Many terms are used to refer to people who salvage recyclables from the waste stream for sale or personal consumption. In English, these terms include rag picker, reclaimer, informal resource recoverer, binner, recycler, poacher, salvager, scavenger, and waste picker; in Spanish cartonero, chatarrero, pepenador, clasificador, minador and reciclador; and in Portuguese catador de materiais recicláveis.[6] A more contemporary term, focusing on the outcome of the professional activity, is "informal sector recycling". However, the word "informal" can be partly misleading, because in practice a continuum between total informality and proper organization in taxed registered formal activities may be encountered.

In 2008, participants of the The First World Conference of Waste Pickers chose to use the term "waste picker" for English usage to facilitate global communication. The term “scavenger” is also commonly used, but many waste pickers find it demeaning due to the implied comparison with animals.[6]

A waste picker is different from a waste collector because the waste collected by the latter may be destined for a landfill or incinerator, not necessarily for a recycling facility.

"Dumpster diving" generally refers to the practice of anti-consumer and freegan activists who reclaim items such as food and clothes from the waste stream as a form of protest against consumer culture. “Waste picking” generally refers to activity motivated purely by economic need.

Prevalence and demographics

There is little reliable data about the number and demographics of waste pickers worldwide. Most academic research on waste pickers is qualitative rather than quantitative. Systematic large-scale data collection is difficult due to the profession’s informal nature, porous borders, seasonally fluctuating workforce, and widely dispersed and mobile worksites. Also, many researchers are reluctant to produce quantitative data out of fear that it might be used to justify crackdowns on waste picking by authorities. Thus, the large-scale estimates that do exist are mainly extrapolations based on very small original research samples.[7] In his book, "The World's Scavengers" (2007), Martin Medina provides a methodological guide to researching waste picking.[3]

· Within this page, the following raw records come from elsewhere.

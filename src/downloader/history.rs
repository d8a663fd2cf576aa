// HistoryStore - cumulative JSON history keyed by session id

use std::collections::BTreeMap;
use std::io;
use std::path::{Path, PathBuf};

use super::errors::HistoryError;
use super::models::{DownloadResult, Session};

/// Persisted mapping session_id -> results, accumulated across runs.
/// Human-diffable pretty JSON, merged on every append.
pub struct HistoryStore {
    path: PathBuf,
}

impl HistoryStore {
    pub fn new(path: PathBuf) -> Self {
        Self { path }
    }

    pub fn path(&self) -> &Path {
        &self.path
    }

    /// Loads the persisted history. An absent file is a normal first run;
    /// an unreadable or corrupt file degrades to an empty base with a
    /// warning so the subsequent write is never blocked.
    pub fn load(&self) -> BTreeMap<String, Vec<DownloadResult>> {
        let text = match std::fs::read_to_string(&self.path) {
            Ok(text) => text,
            Err(e) if e.kind() == io::ErrorKind::NotFound => return BTreeMap::new(),
            Err(e) => {
                log::warn!("Could not read history file {}: {}", self.path.display(), e);
                return BTreeMap::new();
            }
        };

        match serde_json::from_str(&text) {
            Ok(history) => history,
            Err(e) => {
                log::warn!(
                    "Corrupt history file {}, starting fresh: {}",
                    self.path.display(),
                    e
                );
                BTreeMap::new()
            }
        }
    }

    /// Merges the session into the stored history. Session ids are unique
    /// per run by construction, so this is an insert; re-appending the
    /// same session is idempotent. The document is written to a temp file
    /// in the same directory and renamed over the target so unrelated
    /// sessions are never left half-written.
    pub fn append(&self, session: &Session) -> Result<(), HistoryError> {
        let mut history = self.load();
        history.insert(session.session_id.clone(), session.results.clone());

        let json = serde_json::to_string_pretty(&history)?;
        let tmp = self.path.with_extension("json.tmp");
        std::fs::write(&tmp, json)?;
        std::fs::rename(&tmp, &self.path)?;
        Ok(())
    }
}
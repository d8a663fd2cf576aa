// Fetcher seam and progress reporting

use async_trait::async_trait;
use std::path::Path;

use super::config::DownloadConfig;
use super::errors::FetchError;
use super::models::{DownloadResult, DownloadedFile, FormatSpec, Item, MediaSource};

/// Trait for the external extraction-and-download engine
#[async_trait]
pub trait Fetcher: Send + Sync {
    /// Name of the engine (for logging)
    fn name(&self) -> &'static str;

    /// Fetch metadata without downloading. With `shallow` a playlist is
    /// expanded to bare entries (URLs only, durations defaulted to 0);
    /// otherwise full metadata is fetched for the URL.
    async fn fetch_metadata(
        &self,
        url: &str,
        shallow: bool,
        cookie_file: Option<&Path>,
    ) -> Result<Vec<Item>, FetchError>;

    /// Fetch one item into `config.save_path` and run any post-processing
    /// (audio extraction, thumbnail embedding, muxing) internally. Returns
    /// the path of the final artifact as reported by the engine.
    async fn download(
        &self,
        source: &MediaSource,
        spec: &FormatSpec,
        config: &DownloadConfig,
    ) -> Result<DownloadedFile, FetchError>;
}

/// Receives per-item progress from a running session. Callbacks are
/// delivered on the session's own task; implementations must be cheap.
pub trait ProgressObserver: Send + Sync {
    fn on_item_start(&self, _index: usize, _total: usize, _url: &str) {}

    fn on_item_finished(&self, _index: usize, _total: usize, _result: &DownloadResult) {}
}

/// Observer that writes one log line per item outcome
pub struct LogObserver;

impl ProgressObserver for LogObserver {
    fn on_item_start(&self, index: usize, total: usize, url: &str) {
        log::info!("[{}/{}] Downloading {}", index, total, url);
    }

    fn on_item_finished(&self, index: usize, total: usize, result: &DownloadResult) {
        log::info!(
            "[{}/{}] {} | {} | {} -> {} | Resolution: {}",
            index,
            total,
            result.status,
            result.title,
            result.source_url,
            result.output_path,
            result.resolution
        );
    }
}
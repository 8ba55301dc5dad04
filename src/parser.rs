use super::{
    Error, MAX_GROUP_DEPTH, Result,
    ast::{Anchor, AstNode, AstRoot, Symbol},
    lexer::{PosToken, Token, tokenize},
};

/// Parses a pattern string into an AST.
///
/// # Errors
///
/// If the pattern string cannot be parsed, an [`Error`] is returned.
pub fn parse_pattern(pattern: &str) -> Result<AstRoot> {
    Parser::new(pattern).parse()
}

/// Converts a pattern string into an AST.
///
/// The grammar, tightest binding first:
///
/// ```text
/// atom     := LITERAL | '.' | '(' expr ')'   [ quantifier ]
/// concat   := atom+
/// expr     := concat ( '|' concat )*
/// toplevel := '^'? expr '$'?  |  '^$'  |  ''
/// ```
pub struct Parser {
    tokens: Vec<PosToken>,
    cursor: usize,
    /// Tokens at or past `end` are invisible to the expression grammar. The
    /// trailing `$` anchor lives there.
    end: usize,
    len: usize,
    depth: usize,
}

impl Parser {
    /// Creates a new parser for the given `pattern`.
    #[must_use]
    pub fn new(pattern: &str) -> Self {
        let tokens = tokenize(pattern);
        let end = tokens.len();
        Parser {
            tokens,
            cursor: 0,
            end,
            len: pattern.chars().count(),
            depth: 0,
        }
    }

    /// Converts the pattern into an [`AstRoot`], consuming the parser.
    ///
    /// # Errors
    ///
    /// If the pattern string is invalid, an [`Error`] is returned.
    pub fn parse(mut self) -> Result<AstRoot> {
        if self.tokens.is_empty() {
            return Ok(AstRoot::new(None));
        }

        let start = self.next_if(Token::Caret).is_some();
        let end = self.tokens.len() > self.cursor
            && self.tokens.last().is_some_and(|t| t.token == Token::Dollar);
        if end {
            self.end -= 1;
        }

        let expr = if self.peek().is_none() {
            if !(start && end) {
                return Err(Error::UnexpectedEndOfPattern { pos: self.tell() });
            }
            None
        } else {
            Some(self.parse_expr()?)
        };

        match self.peek() {
            Some(PosToken {
                pos,
                token: Token::RParen,
            }) => return Err(Error::UnmatchedParen { pos, lit: ')' }),
            Some(PosToken { pos, token }) => {
                return Err(Error::TrailingTokens {
                    pos,
                    lit: token.to_char(),
                });
            }
            None => {}
        }

        let root = [
            start.then_some(AstNode::Anchor(Anchor::Start)),
            expr,
            end.then_some(AstNode::Anchor(Anchor::End)),
        ]
        .into_iter()
        .flatten()
        .reduce(AstNode::concat);

        Ok(AstRoot::new(root))
    }

    fn peek(&self) -> Option<PosToken> {
        self.tokens[..self.end].get(self.cursor).copied()
    }

    fn advance(&mut self) -> Option<PosToken> {
        let token = self.peek();
        if token.is_some() {
            self.cursor += 1;
        }
        token
    }

    fn next_if(&mut self, expected: Token) -> Option<PosToken> {
        if self.peek().is_some_and(|t| t.token == expected) {
            self.advance()
        } else {
            None
        }
    }

    /// The position of the next token, including a hidden trailing `$`.
    fn tell(&self) -> usize {
        self.tokens.get(self.cursor).map_or(self.len, |t| t.pos)
    }

    fn parse_expr(&mut self) -> Result<AstNode> {
        let mut node = self.parse_concat()?;

        while let Some(PosToken { pos, .. }) = self.next_if(Token::Pipe) {
            if matches!(self.peek().map(|t| t.token), None | Some(Token::RParen)) {
                return Err(Error::DanglingAlternation { pos });
            }
            node = AstNode::alternation(node, self.parse_concat()?);
        }

        Ok(node)
    }

    fn parse_concat(&mut self) -> Result<AstNode> {
        if let Some(PosToken { pos, token }) = self.peek()
            && (token.quantifier().is_some() || token == Token::Pipe)
        {
            return Err(Error::LeadingQuantifier {
                pos,
                lit: token.to_char(),
            });
        }

        let mut node = self.parse_atom()?;

        while let Some(PosToken { token, .. }) = self.peek()
            && !matches!(token, Token::Pipe | Token::RParen)
        {
            node = AstNode::concat(node, self.parse_atom()?);
        }

        Ok(node)
    }

    fn parse_atom(&mut self) -> Result<AstNode> {
        let Some(PosToken { pos, token }) = self.advance() else {
            return Err(Error::UnexpectedEndOfPattern { pos: self.tell() });
        };

        let mut node = match token {
            Token::Literal(c) => AstNode::Literal(Symbol::Char(c)),
            Token::Dot => AstNode::Literal(Symbol::Any),
            Token::LParen => self.parse_group(pos)?,
            Token::RParen => return Err(Error::UnmatchedParen { pos, lit: ')' }),
            Token::Star
            | Token::Plus
            | Token::Question
            | Token::Pipe
            | Token::Caret
            | Token::Dollar => {
                return Err(Error::UnexpectedToken {
                    pos,
                    lit: token.to_char(),
                });
            }
        };

        if let Some(quantifier) = self.peek().and_then(|t| t.token.quantifier()) {
            self.advance();
            node = AstNode::repeat(node, quantifier);

            if let Some(PosToken { pos, token }) = self.peek()
                && token.quantifier().is_some()
            {
                return Err(Error::DoubleQuantifier {
                    pos,
                    lit: token.to_char(),
                });
            }
        }

        Ok(node)
    }

    /// Parses the body of a group whose `(` is at `open`.
    fn parse_group(&mut self, open: usize) -> Result<AstNode> {
        match self.peek() {
            None => return Err(Error::UnmatchedParen { pos: open, lit: '(' }),
            Some(PosToken {
                token: Token::RParen,
                ..
            }) => return Err(Error::EmptyGroup { pos: open }),
            Some(_) => {}
        }

        if self.depth == MAX_GROUP_DEPTH {
            return Err(Error::NestingTooDeep {
                pos: open,
                limit: MAX_GROUP_DEPTH,
            });
        }

        self.depth += 1;
        let inner = self.parse_expr()?;
        self.depth -= 1;

        if self.next_if(Token::RParen).is_none() {
            return Err(Error::UnmatchedParen { pos: open, lit: '(' });
        }

        Ok(inner)
    }
}
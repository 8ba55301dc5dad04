/// Where a match attempt currently stands: the full text being matched, a
/// byte offset into it, and the nesting depth used for tracing.
///
/// The suffix still to be matched is `input[pos..]`. States are cheap to copy
/// and are never updated in place.
#[derive(Clone, Copy, Debug, PartialEq, Eq)]
pub struct MatchState<'a> {
    pub input: &'a str,
    pub pos: usize,
    pub depth: usize,
}

impl<'a> MatchState<'a> {
    #[must_use]
    pub fn new(input: &'a str, pos: usize) -> Self {
        debug_assert!(input.is_char_boundary(pos));
        Self {
            input,
            pos,
            depth: 0,
        }
    }

    #[inline]
    #[must_use]
    pub fn remaining(&self) -> &'a str {
        &self.input[self.pos..]
    }

    #[inline]
    #[must_use]
    pub fn current_char(&self) -> Option<char> {
        self.remaining().chars().next()
    }

    /// Nothing has been consumed from the start of the text.
    #[inline]
    #[must_use]
    pub fn at_start(&self) -> bool {
        self.pos == 0
    }

    #[inline]
    #[must_use]
    pub fn at_end(&self) -> bool {
        self.pos == self.input.len()
    }

    /// Consumes the current character if `accept` allows it.
    #[must_use]
    pub fn advance_if(self, accept: impl FnOnce(char) -> bool) -> Option<Self> {
        let c = self.current_char()?;
        accept(c).then(|| Self {
            pos: self.pos + c.len_utf8(),
            depth: self.depth + 1,
            ..self
        })
    }

    #[inline]
    #[must_use]
    pub fn descend(self) -> Self {
        Self {
            depth: self.depth + 1,
            ..self
        }
    }

    /// Moves on to a suffix reached from this state.
    #[inline]
    #[must_use]
    pub fn descend_to(self, pos: usize) -> Self {
        debug_assert!(pos >= self.pos, "offsets never move backwards");
        Self {
            pos,
            depth: self.depth + 1,
            ..self
        }
    }
}
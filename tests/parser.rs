use matchbox::{
    Error, MAX_GROUP_DEPTH,
    ast::{Anchor, AstNode, AstRoot, Quantifier, Symbol},
    parser::{Parser, parse_pattern},
};

#[track_caller]
fn parse_ok(pattern: &str) -> AstRoot {
    parse_pattern(pattern).unwrap_or_else(|err| panic!("Parser failed for pattern {pattern:?}: {err}"))
}

fn lit(c: char) -> AstNode {
    AstNode::Literal(Symbol::Char(c))
}

fn any() -> AstNode {
    AstNode::Literal(Symbol::Any)
}

fn cat(left: AstNode, right: AstNode) -> AstNode {
    AstNode::concat(left, right)
}

fn alt(left: AstNode, right: AstNode) -> AstNode {
    AstNode::alternation(left, right)
}

fn rep(item: AstNode, quantifier: Quantifier) -> AstNode {
    AstNode::repeat(item, quantifier)
}

const START: AstNode = AstNode::Anchor(Anchor::Start);
const END: AstNode = AstNode::Anchor(Anchor::End);

#[test]
fn test_simple_sequence_parser() {
    assert_eq!(parse_ok("a"), lit('a'));
    assert_eq!(parse_ok("abc"), cat(cat(lit('a'), lit('b')), lit('c')));
    assert_eq!(parse_ok("a.c"), cat(cat(lit('a'), any()), lit('c')));
}

#[test]
fn test_empty_pattern_parser() {
    let ast = parse_ok("");
    assert!(ast.is_empty());
    assert_eq!(ast.node(), None);
}

#[test]
fn test_anchors_parser() {
    assert_eq!(
        parse_ok("^abc$"),
        cat(cat(START, cat(cat(lit('a'), lit('b')), lit('c'))), END)
    );
    assert_eq!(parse_ok("^a"), cat(START, lit('a')));
    assert_eq!(parse_ok("a$"), cat(lit('a'), END));
    assert_eq!(parse_ok("^$"), cat(START, END));
}

#[test]
fn test_anchors_wrap_whole_expression() {
    assert_eq!(
        parse_ok("^a|b$"),
        cat(cat(START, alt(lit('a'), lit('b'))), END)
    );
}

#[test]
fn test_quantifiers_parser() {
    assert_eq!(parse_ok("a*"), rep(lit('a'), Quantifier::ZeroOrMore));
    assert_eq!(parse_ok("a+"), rep(lit('a'), Quantifier::OneOrMore));
    assert_eq!(parse_ok("a?"), rep(lit('a'), Quantifier::ZeroOrOne));
    assert_eq!(
        parse_ok("ab*"),
        cat(lit('a'), rep(lit('b'), Quantifier::ZeroOrMore))
    );
    assert_eq!(parse_ok(".+"), rep(any(), Quantifier::OneOrMore));
}

#[test]
fn test_alternation_precedence() {
    assert_eq!(
        parse_ok("a|b*"),
        alt(lit('a'), rep(lit('b'), Quantifier::ZeroOrMore))
    );
    assert_eq!(
        parse_ok("ab|cd"),
        alt(cat(lit('a'), lit('b')), cat(lit('c'), lit('d')))
    );
    assert_eq!(
        parse_ok("a|b|c"),
        alt(alt(lit('a'), lit('b')), lit('c'))
    );
}

#[test]
fn test_groups_parser() {
    assert_eq!(
        parse_ok("(ab)+c"),
        cat(
            rep(cat(lit('a'), lit('b')), Quantifier::OneOrMore),
            lit('c')
        )
    );
    assert_eq!(
        parse_ok("a(b|c)+d"),
        cat(
            cat(
                lit('a'),
                rep(alt(lit('b'), lit('c')), Quantifier::OneOrMore)
            ),
            lit('d')
        )
    );
    assert_eq!(parse_ok("((a))"), lit('a'));
    assert_eq!(
        parse_ok("(a*)*"),
        rep(rep(lit('a'), Quantifier::ZeroOrMore), Quantifier::ZeroOrMore)
    );
}

#[test]
fn test_parse_is_deterministic() {
    for pattern in ["a(b|c)+d", "^(ab)*$", "x|y?z", ".*", "((a|b)c)?d"] {
        assert_eq!(parse_ok(pattern), parse_ok(pattern));
        assert_eq!(Parser::new(pattern).parse(), parse_pattern(pattern));
    }
}

#[test]
fn test_display_reparses_to_same_tree() {
    for pattern in [
        "a",
        "abc",
        "a(bc)",
        "a(b|c)+d",
        "^(a|b)$",
        "(ab)*c?",
        "(a*)*",
        "a|(b|c)",
        "((a|b)c)?d",
        "^$",
        ".+x",
    ] {
        let ast = parse_ok(pattern);
        let rendered = ast.to_string();
        assert_eq!(parse_ok(&rendered), ast, "{pattern} rendered as {rendered}");
    }
    assert_eq!(parse_ok("(a)(b)").to_string(), "ab");
    assert_eq!(parse_ok("a(bc)").to_string(), "a(bc)");
}

#[test]
fn test_parser_errors() {
    assert_eq!(parse_pattern("()"), Err(Error::EmptyGroup { pos: 0 }));
    assert_eq!(parse_pattern("a(()b)"), Err(Error::EmptyGroup { pos: 2 }));

    assert_eq!(
        parse_pattern("*a"),
        Err(Error::LeadingQuantifier { pos: 0, lit: '*' })
    );
    assert_eq!(
        parse_pattern("(+a)"),
        Err(Error::LeadingQuantifier { pos: 1, lit: '+' })
    );
    assert_eq!(
        parse_pattern("|a"),
        Err(Error::LeadingQuantifier { pos: 0, lit: '|' })
    );
    assert_eq!(
        parse_pattern("a|?"),
        Err(Error::LeadingQuantifier { pos: 2, lit: '?' })
    );
    assert_eq!(
        parse_pattern("^*"),
        Err(Error::LeadingQuantifier { pos: 1, lit: '*' })
    );

    assert_eq!(
        parse_pattern("a|"),
        Err(Error::DanglingAlternation { pos: 1 })
    );
    assert_eq!(
        parse_pattern("(a|)"),
        Err(Error::DanglingAlternation { pos: 2 })
    );
    assert_eq!(
        parse_pattern("a|$"),
        Err(Error::DanglingAlternation { pos: 1 })
    );

    assert_eq!(
        parse_pattern("(a"),
        Err(Error::UnmatchedParen { pos: 0, lit: '(' })
    );
    assert_eq!(
        parse_pattern("ab("),
        Err(Error::UnmatchedParen { pos: 2, lit: '(' })
    );
    assert_eq!(
        parse_pattern("a)"),
        Err(Error::UnmatchedParen { pos: 1, lit: ')' })
    );
    assert_eq!(
        parse_pattern(")"),
        Err(Error::UnmatchedParen { pos: 0, lit: ')' })
    );
    assert_eq!(
        parse_pattern("(a))"),
        Err(Error::UnmatchedParen { pos: 3, lit: ')' })
    );

    assert_eq!(
        parse_pattern("a**"),
        Err(Error::DoubleQuantifier { pos: 2, lit: '*' })
    );
    assert_eq!(
        parse_pattern("(ab)+?"),
        Err(Error::DoubleQuantifier { pos: 5, lit: '?' })
    );

    assert_eq!(
        parse_pattern("^a^"),
        Err(Error::UnexpectedToken { pos: 2, lit: '^' })
    );
    assert_eq!(
        parse_pattern("a$b"),
        Err(Error::UnexpectedToken { pos: 1, lit: '$' })
    );
    assert_eq!(
        parse_pattern("(a$)"),
        Err(Error::UnexpectedToken { pos: 2, lit: '$' })
    );
    assert_eq!(
        parse_pattern("$$"),
        Err(Error::UnexpectedToken { pos: 0, lit: '$' })
    );

    assert_eq!(
        parse_pattern("^"),
        Err(Error::UnexpectedEndOfPattern { pos: 1 })
    );
    assert_eq!(
        parse_pattern("$"),
        Err(Error::UnexpectedEndOfPattern { pos: 0 })
    );
}

#[test]
fn test_stray_close_paren_is_unmatched_not_trailing() {
    for pattern in ["a)", ")", "(a))", "a|b)c", "^a)$"] {
        let err = parse_pattern(pattern).unwrap_err();
        assert!(
            matches!(err, Error::UnmatchedParen { lit: ')', .. }),
            "{pattern:?} gave {err:?}"
        );
    }
}

#[test]
fn test_group_nesting_limit() {
    let nested = |depth: usize| format!("{}a{}", "(".repeat(depth), ")".repeat(depth));

    assert_eq!(parse_ok(&nested(MAX_GROUP_DEPTH)), lit('a'));
    assert_eq!(
        parse_pattern(&nested(MAX_GROUP_DEPTH + 1)),
        Err(Error::NestingTooDeep {
            pos: MAX_GROUP_DEPTH,
            limit: MAX_GROUP_DEPTH,
        })
    );
    assert_eq!(
        parse_pattern(&nested(50_000)).unwrap_err().pos(),
        MAX_GROUP_DEPTH
    );
}

#[test]
fn test_long_chains_clone_compare_and_drop() {
    let pattern = "a".repeat(100_000);
    let ast = parse_ok(&pattern);
    let copy = ast.clone();
    assert_eq!(ast, copy);
    assert_eq!(copy.to_string(), pattern);
    drop(ast);
    drop(copy);

    let pattern = format!("{}b", "a|".repeat(50_000));
    let ast = parse_ok(&pattern);
    assert_eq!(ast.to_string(), pattern);
    assert_ne!(ast, parse_ok(&format!("{}c", "a|".repeat(50_000))));

    let pattern = format!("{}b", "(a)*".repeat(30_000));
    let ast = parse_ok(&pattern);
    assert_eq!(ast.clone(), ast);
    assert_eq!(ast.to_string(), format!("{}b", "a*".repeat(30_000)));
}

#[test]
fn test_error_messages() {
    let err = parse_pattern("a**").unwrap_err();
    assert_eq!(err.to_string(), "multiple repeat '*' at 2");
    assert_eq!(err.pos(), 2);
    assert_eq!(
        parse_pattern("(a").unwrap_err().to_string(),
        "unmatched '(' at 0"
    );
    assert_eq!(
        parse_pattern(&"(".repeat(300)).unwrap_err().to_string(),
        format!("groups nested deeper than {MAX_GROUP_DEPTH} at {MAX_GROUP_DEPTH}")
    );
}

In 1988, the World Bank estimated that 1–2% of the global population subsists by waste picking.[8] A 2010 study estimates that there are 1.5 million waste pickers in India alone.[9] Brazil, the country that collects the most robust official statistics on waste pickers, estimates that nearly a quarter million of its citizens engage in waste picking.[10]

Waste picker incomes vary vastly by location, form of work, and gender. Some waste pickers live in extreme poverty, but many others earn multiple times their country’s minimum wage. Recent studies indicate that waste pickers in Belgrade, Serbia, earn approximately US$3 per day,[11] while waste pickers in Cambodia typically earn $1 per day.[12] Official statistics in Brazil indicate that men earn more than women, regardless of age. Approximately two thirds of Brazil’s waste pickers are men overall, but this proportion jumps to 98% in high income waste picker groups (those earning between 3–4 times the minimum wage). No women were found in the highest income groups (those earning over 10 times the minimum wage).[13]

Causes

In developing countries

Over the past half century, in-country migration and increased fertility rates have caused the population of cities in the developing world to mushroom. The global population of urban dwellers is expected to double between 1987 and 2015, with 90% of this growth occurring in developing countries.[14] Much of the new population has settled in urban slums and squatter settlements, which have expanded rapidly with no central planning. The United Nations Habitat Report found that nearly one billion people worldwide live in slums, about a third of the world’s urban dwellers.[14]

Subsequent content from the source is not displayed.